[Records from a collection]
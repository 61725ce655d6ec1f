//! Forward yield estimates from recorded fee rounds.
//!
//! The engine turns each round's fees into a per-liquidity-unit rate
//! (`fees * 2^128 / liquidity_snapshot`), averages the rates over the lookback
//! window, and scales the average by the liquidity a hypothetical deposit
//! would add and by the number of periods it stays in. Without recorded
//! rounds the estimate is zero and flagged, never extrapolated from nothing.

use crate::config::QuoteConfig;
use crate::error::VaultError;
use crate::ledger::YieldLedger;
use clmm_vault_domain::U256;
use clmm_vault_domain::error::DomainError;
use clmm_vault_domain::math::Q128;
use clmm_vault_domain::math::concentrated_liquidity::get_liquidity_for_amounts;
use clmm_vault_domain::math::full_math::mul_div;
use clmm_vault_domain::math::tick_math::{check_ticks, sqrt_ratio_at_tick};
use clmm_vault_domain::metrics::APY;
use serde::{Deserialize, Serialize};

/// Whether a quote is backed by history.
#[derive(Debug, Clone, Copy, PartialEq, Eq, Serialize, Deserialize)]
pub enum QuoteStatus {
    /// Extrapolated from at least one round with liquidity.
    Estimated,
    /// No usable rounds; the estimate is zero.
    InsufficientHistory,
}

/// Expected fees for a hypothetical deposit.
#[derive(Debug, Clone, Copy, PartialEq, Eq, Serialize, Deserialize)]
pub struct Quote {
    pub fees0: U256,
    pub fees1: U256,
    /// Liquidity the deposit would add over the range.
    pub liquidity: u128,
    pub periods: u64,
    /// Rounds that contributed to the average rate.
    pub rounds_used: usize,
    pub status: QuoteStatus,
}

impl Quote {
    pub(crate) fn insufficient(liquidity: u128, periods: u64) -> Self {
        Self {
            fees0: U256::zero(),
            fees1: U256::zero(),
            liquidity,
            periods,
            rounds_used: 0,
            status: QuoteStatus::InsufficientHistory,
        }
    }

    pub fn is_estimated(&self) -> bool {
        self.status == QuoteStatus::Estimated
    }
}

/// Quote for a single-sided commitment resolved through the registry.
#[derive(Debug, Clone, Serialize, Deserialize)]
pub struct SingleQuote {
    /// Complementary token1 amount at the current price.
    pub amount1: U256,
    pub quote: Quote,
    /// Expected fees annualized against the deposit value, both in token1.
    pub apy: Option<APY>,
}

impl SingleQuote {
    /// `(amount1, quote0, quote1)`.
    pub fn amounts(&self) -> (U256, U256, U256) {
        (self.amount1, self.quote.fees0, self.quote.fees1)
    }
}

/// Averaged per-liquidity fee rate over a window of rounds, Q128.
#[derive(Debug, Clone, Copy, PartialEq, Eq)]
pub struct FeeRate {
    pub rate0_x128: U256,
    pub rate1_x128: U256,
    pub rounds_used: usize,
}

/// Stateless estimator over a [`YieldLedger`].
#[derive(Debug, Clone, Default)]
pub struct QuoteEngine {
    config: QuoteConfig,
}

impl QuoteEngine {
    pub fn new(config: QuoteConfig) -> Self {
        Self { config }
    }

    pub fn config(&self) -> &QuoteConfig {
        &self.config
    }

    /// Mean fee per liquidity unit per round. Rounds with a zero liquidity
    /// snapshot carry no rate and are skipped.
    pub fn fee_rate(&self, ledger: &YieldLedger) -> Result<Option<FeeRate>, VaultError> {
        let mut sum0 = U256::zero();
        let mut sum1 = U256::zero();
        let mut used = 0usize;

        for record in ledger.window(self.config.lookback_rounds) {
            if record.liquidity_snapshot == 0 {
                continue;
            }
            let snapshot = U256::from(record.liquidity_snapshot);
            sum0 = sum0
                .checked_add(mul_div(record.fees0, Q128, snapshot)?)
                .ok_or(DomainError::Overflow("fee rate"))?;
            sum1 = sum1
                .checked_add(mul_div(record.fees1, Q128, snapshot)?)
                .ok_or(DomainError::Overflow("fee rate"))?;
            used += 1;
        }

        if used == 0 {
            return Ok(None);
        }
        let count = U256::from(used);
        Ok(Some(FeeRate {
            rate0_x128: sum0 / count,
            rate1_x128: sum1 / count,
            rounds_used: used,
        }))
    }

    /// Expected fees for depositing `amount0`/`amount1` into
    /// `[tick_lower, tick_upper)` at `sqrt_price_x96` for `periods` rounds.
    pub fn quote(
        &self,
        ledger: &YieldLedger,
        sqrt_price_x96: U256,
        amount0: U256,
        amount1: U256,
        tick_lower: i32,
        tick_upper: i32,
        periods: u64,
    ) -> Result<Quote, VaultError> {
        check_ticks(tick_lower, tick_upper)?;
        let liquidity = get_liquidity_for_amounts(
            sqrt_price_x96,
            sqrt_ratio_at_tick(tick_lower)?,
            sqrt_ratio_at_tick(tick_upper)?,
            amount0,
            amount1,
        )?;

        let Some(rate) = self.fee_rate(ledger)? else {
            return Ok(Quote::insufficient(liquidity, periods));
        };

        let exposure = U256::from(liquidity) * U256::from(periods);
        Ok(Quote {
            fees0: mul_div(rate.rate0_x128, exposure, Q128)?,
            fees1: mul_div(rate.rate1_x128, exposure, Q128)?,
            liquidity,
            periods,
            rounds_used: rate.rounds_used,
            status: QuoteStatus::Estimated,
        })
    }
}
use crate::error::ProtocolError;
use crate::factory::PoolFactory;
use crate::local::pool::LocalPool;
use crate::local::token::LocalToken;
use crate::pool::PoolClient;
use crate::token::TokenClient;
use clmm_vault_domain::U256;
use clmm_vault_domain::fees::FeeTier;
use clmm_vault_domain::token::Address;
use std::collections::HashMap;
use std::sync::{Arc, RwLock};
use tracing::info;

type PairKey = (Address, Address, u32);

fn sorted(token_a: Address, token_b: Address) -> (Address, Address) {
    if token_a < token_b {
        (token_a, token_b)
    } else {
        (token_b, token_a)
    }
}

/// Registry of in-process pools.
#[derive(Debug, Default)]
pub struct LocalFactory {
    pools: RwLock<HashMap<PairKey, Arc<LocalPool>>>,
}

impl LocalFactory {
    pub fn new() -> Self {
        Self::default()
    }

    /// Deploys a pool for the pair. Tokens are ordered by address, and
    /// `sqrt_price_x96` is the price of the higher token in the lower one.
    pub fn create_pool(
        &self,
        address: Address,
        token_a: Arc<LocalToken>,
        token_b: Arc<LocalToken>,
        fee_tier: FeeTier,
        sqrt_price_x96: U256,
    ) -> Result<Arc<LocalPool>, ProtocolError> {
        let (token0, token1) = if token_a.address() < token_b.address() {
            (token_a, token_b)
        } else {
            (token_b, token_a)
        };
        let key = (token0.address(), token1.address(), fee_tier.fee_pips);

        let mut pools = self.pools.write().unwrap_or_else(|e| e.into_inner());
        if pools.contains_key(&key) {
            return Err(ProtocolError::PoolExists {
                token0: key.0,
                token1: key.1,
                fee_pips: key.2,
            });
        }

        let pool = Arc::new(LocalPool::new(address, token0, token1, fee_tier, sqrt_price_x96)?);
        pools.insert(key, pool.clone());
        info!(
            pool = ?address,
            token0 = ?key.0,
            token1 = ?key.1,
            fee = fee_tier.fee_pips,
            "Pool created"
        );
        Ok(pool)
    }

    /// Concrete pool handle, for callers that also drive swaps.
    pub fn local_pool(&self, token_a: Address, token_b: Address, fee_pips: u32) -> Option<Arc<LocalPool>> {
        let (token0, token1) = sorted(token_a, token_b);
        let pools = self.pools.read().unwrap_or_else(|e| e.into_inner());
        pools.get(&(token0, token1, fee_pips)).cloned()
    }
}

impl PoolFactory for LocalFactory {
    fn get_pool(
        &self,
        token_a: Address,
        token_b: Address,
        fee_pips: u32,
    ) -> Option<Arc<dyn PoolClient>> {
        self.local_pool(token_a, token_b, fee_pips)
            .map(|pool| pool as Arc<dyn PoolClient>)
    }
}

---

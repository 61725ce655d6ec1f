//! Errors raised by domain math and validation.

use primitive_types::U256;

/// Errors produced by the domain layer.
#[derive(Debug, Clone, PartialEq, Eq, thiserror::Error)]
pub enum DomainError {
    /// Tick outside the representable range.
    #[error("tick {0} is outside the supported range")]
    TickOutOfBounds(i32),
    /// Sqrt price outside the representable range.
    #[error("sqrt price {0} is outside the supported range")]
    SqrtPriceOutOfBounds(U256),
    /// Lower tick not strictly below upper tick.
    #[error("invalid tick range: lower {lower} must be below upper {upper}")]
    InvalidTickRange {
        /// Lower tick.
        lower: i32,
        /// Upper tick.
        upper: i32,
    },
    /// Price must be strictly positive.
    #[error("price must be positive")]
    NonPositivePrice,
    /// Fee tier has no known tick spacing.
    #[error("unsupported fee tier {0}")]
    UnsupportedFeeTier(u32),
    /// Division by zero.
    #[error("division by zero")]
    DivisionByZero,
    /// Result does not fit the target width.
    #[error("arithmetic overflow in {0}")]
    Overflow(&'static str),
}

---

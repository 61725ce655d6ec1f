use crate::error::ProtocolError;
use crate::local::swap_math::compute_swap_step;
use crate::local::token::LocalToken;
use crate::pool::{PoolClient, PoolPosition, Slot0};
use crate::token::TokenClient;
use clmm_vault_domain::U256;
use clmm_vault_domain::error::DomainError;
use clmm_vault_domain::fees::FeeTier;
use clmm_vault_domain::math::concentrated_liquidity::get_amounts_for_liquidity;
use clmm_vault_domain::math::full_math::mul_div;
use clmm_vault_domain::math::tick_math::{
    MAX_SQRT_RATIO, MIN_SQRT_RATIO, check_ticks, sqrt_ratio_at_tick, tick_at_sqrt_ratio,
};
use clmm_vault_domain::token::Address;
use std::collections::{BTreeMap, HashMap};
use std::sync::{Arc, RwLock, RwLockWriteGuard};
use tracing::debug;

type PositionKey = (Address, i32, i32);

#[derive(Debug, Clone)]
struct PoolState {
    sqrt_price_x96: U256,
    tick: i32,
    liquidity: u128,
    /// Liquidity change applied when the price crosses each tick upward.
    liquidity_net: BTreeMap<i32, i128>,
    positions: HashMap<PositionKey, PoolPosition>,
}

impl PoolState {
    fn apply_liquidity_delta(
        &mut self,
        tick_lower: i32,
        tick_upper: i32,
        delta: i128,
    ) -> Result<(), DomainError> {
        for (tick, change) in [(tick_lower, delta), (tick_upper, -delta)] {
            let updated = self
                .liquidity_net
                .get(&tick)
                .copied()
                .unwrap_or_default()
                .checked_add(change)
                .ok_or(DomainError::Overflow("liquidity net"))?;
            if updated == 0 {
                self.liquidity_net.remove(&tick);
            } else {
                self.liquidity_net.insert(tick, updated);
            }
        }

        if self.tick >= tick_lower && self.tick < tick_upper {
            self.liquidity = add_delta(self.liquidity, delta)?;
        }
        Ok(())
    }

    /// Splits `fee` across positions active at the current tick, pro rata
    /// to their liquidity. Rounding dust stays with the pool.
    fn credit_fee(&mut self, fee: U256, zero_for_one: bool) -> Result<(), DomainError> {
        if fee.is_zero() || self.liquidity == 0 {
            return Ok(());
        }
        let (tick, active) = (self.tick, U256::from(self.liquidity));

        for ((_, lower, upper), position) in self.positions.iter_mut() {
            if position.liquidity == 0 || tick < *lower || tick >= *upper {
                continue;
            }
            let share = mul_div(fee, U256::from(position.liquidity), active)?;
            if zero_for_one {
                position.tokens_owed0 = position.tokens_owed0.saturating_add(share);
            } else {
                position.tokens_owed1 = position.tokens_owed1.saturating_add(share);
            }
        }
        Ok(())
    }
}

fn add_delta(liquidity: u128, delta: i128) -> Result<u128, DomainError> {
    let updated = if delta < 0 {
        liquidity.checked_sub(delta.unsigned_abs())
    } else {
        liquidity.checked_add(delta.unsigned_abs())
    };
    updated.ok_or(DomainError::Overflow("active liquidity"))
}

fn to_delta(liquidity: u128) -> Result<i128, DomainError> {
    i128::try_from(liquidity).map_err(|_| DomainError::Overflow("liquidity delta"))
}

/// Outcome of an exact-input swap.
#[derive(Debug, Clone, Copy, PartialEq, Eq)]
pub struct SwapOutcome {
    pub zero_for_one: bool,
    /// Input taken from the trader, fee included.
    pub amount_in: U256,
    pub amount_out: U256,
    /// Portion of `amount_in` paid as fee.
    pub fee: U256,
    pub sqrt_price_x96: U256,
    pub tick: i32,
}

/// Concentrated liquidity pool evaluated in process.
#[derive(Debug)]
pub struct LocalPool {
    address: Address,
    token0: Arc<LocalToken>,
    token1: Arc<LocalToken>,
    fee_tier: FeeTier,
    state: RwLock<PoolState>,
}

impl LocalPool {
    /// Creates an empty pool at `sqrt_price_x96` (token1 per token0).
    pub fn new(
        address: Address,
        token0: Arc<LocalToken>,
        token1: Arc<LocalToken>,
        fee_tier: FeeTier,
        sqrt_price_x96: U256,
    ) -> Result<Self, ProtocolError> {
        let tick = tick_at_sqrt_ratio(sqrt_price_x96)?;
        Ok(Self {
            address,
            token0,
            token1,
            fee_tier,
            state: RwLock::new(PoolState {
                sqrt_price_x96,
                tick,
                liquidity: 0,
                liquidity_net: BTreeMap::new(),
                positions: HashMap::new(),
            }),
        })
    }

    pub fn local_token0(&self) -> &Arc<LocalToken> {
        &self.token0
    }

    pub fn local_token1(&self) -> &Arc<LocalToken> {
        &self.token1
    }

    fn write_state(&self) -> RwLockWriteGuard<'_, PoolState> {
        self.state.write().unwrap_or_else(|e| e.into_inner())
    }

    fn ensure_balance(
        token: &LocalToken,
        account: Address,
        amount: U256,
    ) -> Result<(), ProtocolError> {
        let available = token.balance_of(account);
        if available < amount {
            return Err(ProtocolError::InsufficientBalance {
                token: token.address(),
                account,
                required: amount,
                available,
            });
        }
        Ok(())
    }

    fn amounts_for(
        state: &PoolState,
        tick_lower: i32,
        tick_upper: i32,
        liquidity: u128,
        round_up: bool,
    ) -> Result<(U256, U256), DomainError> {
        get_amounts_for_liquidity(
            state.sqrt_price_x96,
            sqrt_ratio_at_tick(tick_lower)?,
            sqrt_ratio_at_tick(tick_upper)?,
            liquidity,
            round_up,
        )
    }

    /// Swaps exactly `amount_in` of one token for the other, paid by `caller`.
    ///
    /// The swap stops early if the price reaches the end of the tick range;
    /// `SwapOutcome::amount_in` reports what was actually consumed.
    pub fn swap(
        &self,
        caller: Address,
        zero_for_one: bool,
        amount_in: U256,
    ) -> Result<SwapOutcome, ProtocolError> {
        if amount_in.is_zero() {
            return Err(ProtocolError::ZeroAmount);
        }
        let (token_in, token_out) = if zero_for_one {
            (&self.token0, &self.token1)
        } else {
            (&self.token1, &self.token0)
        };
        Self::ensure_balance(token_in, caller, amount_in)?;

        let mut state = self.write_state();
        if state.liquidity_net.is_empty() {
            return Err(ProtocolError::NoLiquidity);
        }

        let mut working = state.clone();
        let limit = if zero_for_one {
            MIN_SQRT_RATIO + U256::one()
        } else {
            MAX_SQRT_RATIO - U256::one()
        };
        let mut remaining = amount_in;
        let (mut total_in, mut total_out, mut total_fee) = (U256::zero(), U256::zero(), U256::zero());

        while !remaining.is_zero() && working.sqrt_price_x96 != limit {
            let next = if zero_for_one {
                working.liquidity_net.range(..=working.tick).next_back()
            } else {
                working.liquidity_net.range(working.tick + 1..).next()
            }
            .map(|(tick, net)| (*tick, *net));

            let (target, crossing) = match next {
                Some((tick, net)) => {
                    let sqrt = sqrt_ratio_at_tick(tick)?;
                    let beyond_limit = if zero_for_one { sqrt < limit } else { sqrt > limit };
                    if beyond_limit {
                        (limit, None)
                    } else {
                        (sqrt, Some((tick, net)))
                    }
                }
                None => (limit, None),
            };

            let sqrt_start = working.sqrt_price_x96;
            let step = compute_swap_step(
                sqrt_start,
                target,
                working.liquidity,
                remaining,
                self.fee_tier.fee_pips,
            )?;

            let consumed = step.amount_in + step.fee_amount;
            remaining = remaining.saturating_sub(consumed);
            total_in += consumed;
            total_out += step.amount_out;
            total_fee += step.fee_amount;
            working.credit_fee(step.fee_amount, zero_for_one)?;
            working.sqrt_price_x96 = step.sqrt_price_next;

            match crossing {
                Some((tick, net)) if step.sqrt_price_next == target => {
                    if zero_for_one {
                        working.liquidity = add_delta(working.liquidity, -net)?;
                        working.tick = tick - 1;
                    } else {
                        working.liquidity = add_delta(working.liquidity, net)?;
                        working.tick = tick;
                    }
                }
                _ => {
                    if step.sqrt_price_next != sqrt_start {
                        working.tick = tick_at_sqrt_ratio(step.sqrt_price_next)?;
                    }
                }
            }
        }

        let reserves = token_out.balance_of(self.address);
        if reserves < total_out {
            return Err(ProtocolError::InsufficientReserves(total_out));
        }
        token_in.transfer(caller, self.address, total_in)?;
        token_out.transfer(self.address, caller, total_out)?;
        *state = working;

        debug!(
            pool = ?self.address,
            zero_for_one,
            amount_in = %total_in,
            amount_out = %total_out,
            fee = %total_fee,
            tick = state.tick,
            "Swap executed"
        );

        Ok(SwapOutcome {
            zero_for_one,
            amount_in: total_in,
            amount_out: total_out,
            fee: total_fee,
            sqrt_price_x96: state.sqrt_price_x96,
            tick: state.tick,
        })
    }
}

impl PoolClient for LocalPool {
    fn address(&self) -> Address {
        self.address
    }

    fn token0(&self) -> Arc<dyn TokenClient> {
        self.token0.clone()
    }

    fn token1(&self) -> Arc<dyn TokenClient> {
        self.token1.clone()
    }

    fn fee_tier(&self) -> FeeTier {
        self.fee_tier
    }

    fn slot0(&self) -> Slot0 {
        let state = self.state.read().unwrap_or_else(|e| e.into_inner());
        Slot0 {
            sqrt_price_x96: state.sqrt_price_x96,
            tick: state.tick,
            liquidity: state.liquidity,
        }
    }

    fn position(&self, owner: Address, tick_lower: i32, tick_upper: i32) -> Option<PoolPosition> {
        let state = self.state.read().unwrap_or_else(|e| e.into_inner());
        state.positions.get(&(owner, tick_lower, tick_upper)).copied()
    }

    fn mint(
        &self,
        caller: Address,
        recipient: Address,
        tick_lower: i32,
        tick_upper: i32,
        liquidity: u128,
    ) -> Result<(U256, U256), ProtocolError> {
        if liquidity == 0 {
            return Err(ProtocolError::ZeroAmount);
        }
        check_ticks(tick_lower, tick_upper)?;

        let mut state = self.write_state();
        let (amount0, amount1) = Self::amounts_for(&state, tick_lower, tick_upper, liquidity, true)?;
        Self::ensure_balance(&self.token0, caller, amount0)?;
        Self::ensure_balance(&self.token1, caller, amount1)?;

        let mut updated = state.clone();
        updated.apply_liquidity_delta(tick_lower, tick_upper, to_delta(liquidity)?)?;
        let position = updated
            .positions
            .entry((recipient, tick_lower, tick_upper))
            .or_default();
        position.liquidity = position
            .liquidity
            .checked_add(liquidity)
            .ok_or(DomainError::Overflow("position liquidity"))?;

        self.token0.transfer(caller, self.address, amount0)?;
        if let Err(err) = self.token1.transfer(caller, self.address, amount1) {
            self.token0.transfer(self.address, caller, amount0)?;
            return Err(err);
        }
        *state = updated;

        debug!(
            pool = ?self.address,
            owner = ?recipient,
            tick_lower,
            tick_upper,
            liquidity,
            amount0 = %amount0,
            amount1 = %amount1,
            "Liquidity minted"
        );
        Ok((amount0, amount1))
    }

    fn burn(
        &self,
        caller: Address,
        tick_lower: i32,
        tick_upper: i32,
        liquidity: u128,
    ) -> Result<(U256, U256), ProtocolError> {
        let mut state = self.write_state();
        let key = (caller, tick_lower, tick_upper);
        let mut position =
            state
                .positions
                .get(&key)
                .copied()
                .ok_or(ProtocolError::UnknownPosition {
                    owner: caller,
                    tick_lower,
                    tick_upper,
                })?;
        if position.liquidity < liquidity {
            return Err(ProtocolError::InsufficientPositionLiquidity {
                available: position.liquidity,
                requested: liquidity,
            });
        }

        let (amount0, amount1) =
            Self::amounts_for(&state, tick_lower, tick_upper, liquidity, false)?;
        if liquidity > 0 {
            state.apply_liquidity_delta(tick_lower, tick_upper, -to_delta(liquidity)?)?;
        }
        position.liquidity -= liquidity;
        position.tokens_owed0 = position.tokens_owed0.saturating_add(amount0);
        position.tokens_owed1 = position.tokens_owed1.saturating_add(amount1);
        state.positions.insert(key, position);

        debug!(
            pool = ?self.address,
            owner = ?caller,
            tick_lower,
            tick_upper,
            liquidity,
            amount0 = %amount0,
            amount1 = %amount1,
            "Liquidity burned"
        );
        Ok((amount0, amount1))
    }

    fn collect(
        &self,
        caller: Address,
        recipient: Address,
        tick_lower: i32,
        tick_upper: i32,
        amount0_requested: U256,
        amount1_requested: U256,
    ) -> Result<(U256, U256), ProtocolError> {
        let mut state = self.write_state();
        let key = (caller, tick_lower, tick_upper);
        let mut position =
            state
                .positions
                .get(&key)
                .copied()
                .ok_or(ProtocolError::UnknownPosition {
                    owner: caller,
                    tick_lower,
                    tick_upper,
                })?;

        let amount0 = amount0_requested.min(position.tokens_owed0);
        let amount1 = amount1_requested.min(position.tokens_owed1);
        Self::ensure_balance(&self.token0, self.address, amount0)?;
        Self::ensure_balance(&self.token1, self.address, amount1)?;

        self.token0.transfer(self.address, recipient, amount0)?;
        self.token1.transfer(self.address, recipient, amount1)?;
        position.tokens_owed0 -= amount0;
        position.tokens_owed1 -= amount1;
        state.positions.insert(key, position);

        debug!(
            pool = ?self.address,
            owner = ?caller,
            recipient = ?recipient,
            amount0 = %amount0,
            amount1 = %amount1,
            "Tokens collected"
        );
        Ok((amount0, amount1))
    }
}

**Required action**
Your response should be each line that includes the word "LocalToken", copied from the records.

**Output**
use crate::local::token::LocalToken;
        token_a: Arc<LocalToken>,
        token_b: Arc<LocalToken>,
use crate::local::token::LocalToken;
    token0: Arc<LocalToken>,
    token1: Arc<LocalToken>,
        token0: Arc<LocalToken>,
        token1: Arc<LocalToken>,
    pub fn local_token0(&self) -> &Arc<LocalToken> {
    pub fn local_token1(&self) -> &Arc<LocalToken> {
        token: &LocalToken,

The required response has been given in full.